Александр не заставил себя ждать и через несколько минут постучался в дверь.
— Входите, князь, — велела ему Елизавета Арсеньевна.
Александр вошел и быстрым шагом приблизился к матери, после чего преклонил колено и поцеловал ей руку.
— Что случилось, мама?
— Я вижу, ты куда-то собрался, мой друг?
— Еду с визитом к Кавецким.
— Если твой визит назначен ко времени, и ты спешишь, то иди, я тебя задерживать не стану, а если ты направляешься к ним свободно, будь добр, удели мне некоторое время.
Александр покорно склонил голову.
— У меня предостаточно времени, чтобы выслушать Вас, сколь будет надобно. — Он присел в кресло, напротив матери.
— Елизавета Арсеньевна выпрямила спину, и ее поза сделалась напряженной. Ее охватило волнение, ибо она не знала, как начать свой разговор. Ее взгляд устремился к шкатулке, словно она могла служить источником вдохновения к этому разговору, и она, взяв ее со столика, поставила к себе на колени, скрестив поверх ее ладони.

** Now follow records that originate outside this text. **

//! Document types and upload validation.
//!
//! The document type is always supplied by the caller; nothing here looks at
//! content to classify a document. Upload validation runs before the
//! pipeline so the collaborator only ever sees PDF, PNG, or JPEG bytes.

use std::fmt;
use std::path::Path;
use std::str::FromStr;

use serde::{Deserialize, Serialize};
use sha2::{Digest, Sha256};
use thiserror::Error;

/// Synchronous analysis accepts documents up to 10 MiB.
pub const DEFAULT_MAX_DOCUMENT_BYTES: u64 = 10 * 1024 * 1024;

/// Content types accepted for analysis.
pub const ACCEPTED_CONTENT_TYPES: &[&str] = &["application/pdf", "image/png", "image/jpeg"];

/// Document type tag selecting the field extractor.
#[derive(
    Debug, Clone, Copy, PartialEq, Eq, Hash, PartialOrd, Ord, Serialize, Deserialize, clap::ValueEnum,
)]
#[serde(rename_all = "snake_case")]
pub enum DocumentType {
    #[value(name = "w2")]
    W2,
    #[value(name = "bank_statement")]
    BankStatement,
    #[value(name = "generic")]
    Generic,
}

impl DocumentType {
    pub fn as_str(&self) -> &'static str {
        match self {
            DocumentType::W2 => "w2",
            DocumentType::BankStatement => "bank_statement",
            DocumentType::Generic => "generic",
        }
    }

    pub fn all() -> [DocumentType; 3] {
        [
            DocumentType::W2,
            DocumentType::BankStatement,
            DocumentType::Generic,
        ]
    }
}

impl fmt::Display for DocumentType {
    fn fmt(&self, f: &mut fmt::Formatter<'_>) -> fmt::Result {
        write!(f, "{}", self.as_str())
    }
}

impl FromStr for DocumentType {
    type Err = DocumentError;

    fn from_str(s: &str) -> Result<Self, Self::Err> {
        match s.to_lowercase().as_str() {
            "w2" | "w-2" => Ok(DocumentType::W2),
            "bank_statement" | "bank-statement" => Ok(DocumentType::BankStatement),
            "generic" => Ok(DocumentType::Generic),
            other => Err(DocumentError::UnknownDocumentType(other.to_string())),
        }
    }
}

/// Reasons an upload is rejected before analysis.
#[derive(Debug, Error)]
pub enum DocumentError {
    #[error("Unknown document type: {0} (expected w2, bank_statement, or generic)")]
    UnknownDocumentType(String),

    #[error("Unsupported content type: {0}. Supported: application/pdf, image/png, image/jpeg")]
    UnsupportedContentType(String),

    #[error("Document is empty")]
    Empty,

    #[error("Document is {size} bytes, larger than the {limit} byte limit")]
    TooLarge { size: u64, limit: u64 },

    #[error("Declared content type {declared} does not match detected {detected}")]
    ContentMismatch { declared: String, detected: String },

    #[error("IO error: {0}")]
    Io(#[from] std::io::Error),
}

/// Raw document bytes plus the declared content type.
#[derive(Debug, Clone)]
pub struct DocumentUpload {
    pub bytes: Vec<u8>,
    pub content_type: String,
}

impl DocumentUpload {
    pub fn new(bytes: Vec<u8>, content_type: impl Into<String>) -> Self {
        Self {
            bytes,
            content_type: normalize_content_type(&content_type.into()),
        }
    }

    /// Read a file, declaring its content type from the extension unless given.
    pub fn from_path(path: &Path, content_type: Option<&str>) -> Result<Self, DocumentError> {
        let bytes = std::fs::read(path)?;
        let content_type = match content_type {
            Some(ct) => ct.to_string(),
            None => mime_guess::from_path(path)
                .first_raw()
                .unwrap_or("application/octet-stream")
                .to_string(),
        };
        Ok(Self::new(bytes, content_type))
    }

    /// Check content type, size, and magic bytes.
    pub fn validate(&self, max_bytes: u64) -> Result<(), DocumentError> {
        if !ACCEPTED_CONTENT_TYPES.contains(&self.content_type.as_str()) {
            return Err(DocumentError::UnsupportedContentType(
                self.content_type.clone(),
            ));
        }
        if self.bytes.is_empty() {
            return Err(DocumentError::Empty);
        }
        let size = self.bytes.len() as u64;
        if size > max_bytes {
            return Err(DocumentError::TooLarge {
                size,
                limit: max_bytes,
            });
        }

        match infer::get(&self.bytes) {
            Some(kind) if kind.mime_type() == self.content_type => Ok(()),
            Some(kind) => Err(DocumentError::ContentMismatch {
                declared: self.content_type.clone(),
                detected: kind.mime_type().to_string(),
            }),
            None => Err(DocumentError::ContentMismatch {
                declared: self.content_type.clone(),
                detected: "unknown".to_string(),
            }),
        }
    }

    /// Hex SHA-256 of the document bytes.
    pub fn sha256(&self) -> String {
        content_hash(&self.bytes)
    }
}

/// Hex SHA-256 of arbitrary bytes.
pub fn content_hash(bytes: &[u8]) -> String {
    let mut hasher = Sha256::new();
    hasher.update(bytes);
    hex::encode(hasher.finalize())
}

fn normalize_content_type(content_type: &str) -> String {
    let essence = content_type
        .split(';')
        .next()
        .unwrap_or_default()
        .trim()
        .to_lowercase();
    match essence.as_str() {
        "image/jpg" | "image/pjpeg" => "image/jpeg".to_string(),
        _ => essence,
    }
}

— Какая красивая вещь! — заметил Александр. — Я ни разу не видел ее у Вас. Вы, что, приобрели ее недавно?
— Нет, мой дорогой, эта шкатулка у меня уже очень давно. Она подарена мне…
— Отцом? — опередил ее Александр, видя, что мать волнуется. И решил, что волнение это связано именно с сороковым днем, и что причина этого волнения кроется в недрах шкатулки.
— Да, отцом. — Решительно произнесла Елизавета Арсеньевна. — Твоим настоящим отцом, коим являлся не Алексей Михайлович, а совсем другой человек.